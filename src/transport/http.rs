use crate::config::PipelineConfig;
use crate::error::ErrorContext;
use crate::generation::{GenerationBackend, GenerationRequest, ResearchResult};
use crate::{Error, Result};
use async_trait::async_trait;
use serde_json::json;
use std::time::Duration;
use tracing::debug;

const MAX_ERROR_BODY_CHARS: usize = 512;

/// Generation backend that talks to a JSON proxy over HTTP.
///
/// `POST {base}/research` with `{"topic"}` and `POST {base}/generate` with the
/// request (plus research, when present). The response body is returned as-is;
/// interpreting it is the façade's job.
pub struct HttpGenerationBackend {
    client: reqwest::Client,
    base_url: String,
    api_key: Option<String>,
}

impl HttpGenerationBackend {
    pub fn new(base_url: &str, timeout: Duration) -> Result<Self> {
        let parsed = url::Url::parse(base_url).map_err(|e| {
            Error::configuration_with_context(
                "invalid backend URL",
                ErrorContext::new()
                    .with_field_path("config.backend_url")
                    .with_details(e.to_string())
                    .with_source("http_backend"),
            )
        })?;

        let client = reqwest::Client::builder()
            .timeout(timeout)
            .pool_idle_timeout(Some(Duration::from_secs(90)))
            .build()
            .map_err(|e| {
                Error::runtime_with_context(
                    "failed to build HTTP client",
                    ErrorContext::new()
                        .with_details(e.to_string())
                        .with_source("http_backend"),
                )
            })?;

        Ok(Self {
            client,
            base_url: parsed.as_str().trim_end_matches('/').to_string(),
            api_key: None,
        })
    }

    pub fn from_config(config: &PipelineConfig) -> Result<Self> {
        let backend = Self::new(&config.backend_url, config.http_timeout())?;
        Ok(match &config.api_key {
            Some(key) => backend.with_api_key(key.clone()),
            None => backend,
        })
    }

    pub fn with_api_key(mut self, key: impl Into<String>) -> Self {
        self.api_key = Some(key.into());
        self
    }

    pub fn base_url(&self) -> &str {
        &self.base_url
    }

    async fn post(&self, path: &str, body: &serde_json::Value) -> Result<String> {
        let url = format!("{}/{}", self.base_url, path);
        let mut req = self.client.post(&url).json(body);
        if let Some(key) = &self.api_key {
            req = req.bearer_auth(key);
        }

        let resp = req.send().await.map_err(|e| transport_error(path, &e))?;
        let status = resp.status();
        debug!(path, status = status.as_u16(), "backend responded");

        if !status.is_success() {
            let body = resp.text().await.unwrap_or_default();
            let excerpt: String = body.chars().take(MAX_ERROR_BODY_CHARS).collect();
            return Err(Error::network(
                format!("{} returned HTTP {}", path, status.as_u16()),
                Some(excerpt.as_str()).filter(|s| !s.is_empty()),
                Some(status.as_u16()),
            ));
        }

        resp.text().await.map_err(|e| transport_error(path, &e))
    }
}

fn transport_error(path: &str, err: &reqwest::Error) -> Error {
    // reqwest's timeout text varies; make sure the classifier sees it as one.
    let cause = if err.is_timeout() {
        format!("timeout: {}", err)
    } else {
        err.to_string()
    };
    Error::network(format!("request to {} failed", path), Some(&cause), None)
}

#[async_trait]
impl GenerationBackend for HttpGenerationBackend {
    async fn research(&self, topic: &str) -> Result<String> {
        self.post("research", &json!({ "topic": topic })).await
    }

    async fn generate(
        &self,
        request: &GenerationRequest,
        research: Option<&ResearchResult>,
    ) -> Result<String> {
        let body = json!({
            "topic": request.topic,
            "with_research": request.with_research,
            "options": request.options,
            "research": research,
        });
        self.post("generate", &body).await
    }

    fn name(&self) -> &'static str {
        "http"
    }
}
use std::sync::Arc;
use thiserror::Error;

/// Structured error context for better error handling and debugging.
#[derive(Debug, Clone, PartialEq, Eq)]
pub struct ErrorContext {
    /// Field path or configuration key that caused the error (e.g., "request.topic", "config.backend_url")
    pub field_path: Option<String>,
    /// Additional context about the error (e.g., expected bound, actual value)
    pub details: Option<String>,
    /// Source of the error (e.g., "sanitizer", "config_loader")
    pub source: Option<String>,
}

impl ErrorContext {
    pub fn new() -> Self {
        Self {
            field_path: None,
            details: None,
            source: None,
        }
    }

    pub fn with_field_path(mut self, path: impl Into<String>) -> Self {
        self.field_path = Some(path.into());
        self
    }

    pub fn with_details(mut self, details: impl Into<String>) -> Self {
        self.details = Some(details.into());
        self
    }

    pub fn with_source(mut self, source: impl Into<String>) -> Self {
        self.source = Some(source.into());
        self
    }
}

impl Default for ErrorContext {
    fn default() -> Self {
        Self::new()
    }
}

/// Unified error type for the generation pipeline.
///
/// The type is `Clone` so that a single failed upstream call can be handed to every
/// caller that was coalesced onto it; non-clonable sources are held behind `Arc`.
#[derive(Debug, Clone, Error)]
pub enum Error {
    #[error("Validation error: {message}{}", format_context(.context))]
    Validation {
        message: String,
        context: ErrorContext,
    },

    #[error("Network error: {message}{}", format_status(.status_code))]
    Network {
        message: String,
        status_code: Option<u16>,
        retryable: bool,
        /// Message of the originating error, if any.
        cause: Option<String>,
    },

    #[error("Operation timed out after {0:?}")]
    Timeout(std::time::Duration),

    #[error("Parse error: {message}")]
    Parse { message: String },

    #[error("Storage error: {message}")]
    Storage { message: String },

    #[error("Configuration error: {message}{}", format_context(.context))]
    Configuration {
        message: String,
        context: ErrorContext,
    },

    #[error("Runtime error: {message}{}", format_context(.context))]
    Runtime {
        message: String,
        context: ErrorContext,
    },

    #[error("I/O error: {0}")]
    Io(Arc<std::io::Error>),

    #[error("Serialization error: {0}")]
    Serialization(Arc<serde_json::Error>),
}

// Helper function to format error context for display
fn format_context(ctx: &ErrorContext) -> String {
    let mut parts = Vec::new();
    if let Some(ref field) = ctx.field_path {
        parts.push(format!("field: {}", field));
    }
    if let Some(ref details) = ctx.details {
        parts.push(format!("details: {}", details));
    }
    if let Some(ref source) = ctx.source {
        parts.push(format!("source: {}", source));
    }
    if parts.is_empty() {
        String::new()
    } else {
        format!(" ({})", parts.join(", "))
    }
}

fn format_status(status: &Option<u16>) -> String {
    match status {
        Some(code) => format!(" (HTTP {})", code),
        None => String::new(),
    }
}

impl From<std::io::Error> for Error {
    fn from(e: std::io::Error) -> Self {
        Error::Io(Arc::new(e))
    }
}

impl From<serde_json::Error> for Error {
    fn from(e: serde_json::Error) -> Self {
        Error::Serialization(Arc::new(e))
    }
}

impl Error {
    /// Build a network-classified error.
    ///
    /// `retryable` is derived from the status code (5xx, 408, 429) or, failing that,
    /// from the originating error text (timeouts, connection resets, DNS lookups).
    pub fn network(
        message: impl Into<String>,
        original: Option<&str>,
        status_code: Option<u16>,
    ) -> Self {
        let retryable = match status_code {
            Some(status) => is_retryable_status(status),
            None => original.map(is_retryable_cause).unwrap_or(false),
        };
        Error::Network {
            message: message.into(),
            status_code,
            retryable,
            cause: original.map(str::to_string),
        }
    }

    /// Create a new validation error with structured context
    pub fn validation_with_context(msg: impl Into<String>, context: ErrorContext) -> Self {
        Error::Validation {
            message: msg.into(),
            context,
        }
    }

    /// Create a new configuration error with structured context
    pub fn configuration_with_context(msg: impl Into<String>, context: ErrorContext) -> Self {
        Error::Configuration {
            message: msg.into(),
            context,
        }
    }

    /// Create a new runtime error with structured context
    pub fn runtime_with_context(msg: impl Into<String>, context: ErrorContext) -> Self {
        Error::Runtime {
            message: msg.into(),
            context,
        }
    }

    pub fn parse(msg: impl Into<String>) -> Self {
        Error::Parse {
            message: msg.into(),
        }
    }

    pub fn storage(msg: impl Into<String>) -> Self {
        Error::Storage {
            message: msg.into(),
        }
    }

    /// True for errors tagged as network failures by this crate's own network layer.
    pub fn is_network_error(&self) -> bool {
        matches!(self, Error::Network { .. })
    }

    /// The explicit `retryable` tag, if this is a network error.
    pub fn is_retryable(&self) -> bool {
        matches!(self, Error::Network { retryable: true, .. })
    }

    pub fn is_validation_error(&self) -> bool {
        matches!(self, Error::Validation { .. })
    }

    /// Short type name used when errors are logged in reduced form.
    pub fn kind(&self) -> &'static str {
        match self {
            Error::Validation { .. } => "ValidationError",
            Error::Network { .. } => "NetworkError",
            Error::Timeout(_) => "TimeoutError",
            Error::Parse { .. } => "ParseError",
            Error::Storage { .. } => "StorageError",
            Error::Configuration { .. } => "ConfigurationError",
            Error::Runtime { .. } => "RuntimeError",
            Error::Io(_) => "IoError",
            Error::Serialization(_) => "SerializationError",
        }
    }

    /// Extract error context if available
    pub fn context(&self) -> Option<&ErrorContext> {
        match self {
            Error::Configuration { context, .. }
            | Error::Validation { context, .. }
            | Error::Runtime { context, .. } => Some(context),
            _ => None,
        }
    }
}

pub(crate) fn is_retryable_status(status: u16) -> bool {
    status >= 500 || status == 408 || status == 429
}

fn is_retryable_cause(text: &str) -> bool {
    let t = text.to_lowercase();
    t.contains("timeout")
        || t.contains("timed out")
        || t.contains("econnreset")
        || t.contains("connection reset")
        || t.contains("enotfound")
        || t.contains("dns")
}
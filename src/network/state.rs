//! Connectivity snapshot and derived quality.

use serde::{Deserialize, Serialize};

#[derive(Debug, Clone, Copy, PartialEq, Eq, Hash, Serialize, Deserialize)]
#[serde(rename_all = "snake_case")]
pub enum TransportType {
    None,
    Unknown,
    Wifi,
    Ethernet,
    Cellular,
    Bluetooth,
    Vpn,
    Other,
}

#[derive(Debug, Clone, Copy, PartialEq, Eq, Hash, Serialize, Deserialize)]
pub enum CellularGeneration {
    #[serde(rename = "2g")]
    G2,
    #[serde(rename = "3g")]
    G3,
    #[serde(rename = "4g")]
    G4,
    #[serde(rename = "5g")]
    G5,
}

#[derive(Debug, Clone, Copy, PartialEq, Eq, Hash, PartialOrd, Ord, Serialize, Deserialize)]
#[serde(rename_all = "snake_case")]
pub enum ConnectionQuality {
    Offline,
    Poor,
    Good,
    Excellent,
}

/// Point-in-time connectivity as reported by the platform.
#[derive(Debug, Clone, PartialEq, Eq, Serialize, Deserialize)]
pub struct NetworkState {
    pub is_connected: bool,
    pub is_internet_reachable: bool,
    pub transport: TransportType,
    #[serde(default, skip_serializing_if = "Option::is_none")]
    pub cellular_generation: Option<CellularGeneration>,
}

impl NetworkState {
    pub fn offline() -> Self {
        Self {
            is_connected: false,
            is_internet_reachable: false,
            transport: TransportType::None,
            cellular_generation: None,
        }
    }

    pub fn online(transport: TransportType) -> Self {
        Self {
            is_connected: true,
            is_internet_reachable: true,
            transport,
            cellular_generation: None,
        }
    }

    pub fn cellular(generation: CellularGeneration) -> Self {
        Self {
            cellular_generation: Some(generation),
            ..Self::online(TransportType::Cellular)
        }
    }

    pub fn is_online(&self) -> bool {
        self.is_connected && self.is_internet_reachable
    }

    /// Quality is a pure function of the snapshot.
    pub fn quality(&self) -> ConnectionQuality {
        if !self.is_online() {
            return ConnectionQuality::Offline;
        }
        match self.transport {
            TransportType::Wifi | TransportType::Ethernet => ConnectionQuality::Excellent,
            TransportType::Cellular => match self.cellular_generation {
                Some(CellularGeneration::G2) | Some(CellularGeneration::G3) => {
                    ConnectionQuality::Poor
                }
                _ => ConnectionQuality::Good,
            },
            TransportType::Vpn => ConnectionQuality::Good,
            _ => ConnectionQuality::Poor,
        }
    }
}

impl Default for NetworkState {
    fn default() -> Self {
        Self::offline()
    }
}

#[cfg(test)]
mod tests {
    use super::*;

    #[test]
    fn test_online_requires_connected_and_reachable() {
        let mut s = NetworkState::online(TransportType::Wifi);
        assert!(s.is_online());
        s.is_internet_reachable = false;
        assert!(!s.is_online());
        assert_eq!(s.quality(), ConnectionQuality::Offline);
    }

    #[test]
    fn test_quality_by_transport() {
        assert_eq!(
            NetworkState::online(TransportType::Ethernet).quality(),
            ConnectionQuality::Excellent
        );
        assert_eq!(
            NetworkState::cellular(CellularGeneration::G5).quality(),
            ConnectionQuality::Good
        );
        assert_eq!(
            NetworkState::cellular(CellularGeneration::G3).quality(),
            ConnectionQuality::Poor
        );
        assert_eq!(
            NetworkState::online(TransportType::Cellular).quality(),
            ConnectionQuality::Good
        );
        assert_eq!(
            NetworkState::online(TransportType::Bluetooth).quality(),
            ConnectionQuality::Poor
        );
        assert_eq!(NetworkState::offline().quality(), ConnectionQuality::Offline);
    }
}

Exercise description:
Gather each line of the listing containing the word "Good" and show it.

Exercise result:
    Good,
                _ => ConnectionQuality::Good,
            TransportType::Vpn => ConnectionQuality::Good,
            ConnectionQuality::Good
            ConnectionQuality::Good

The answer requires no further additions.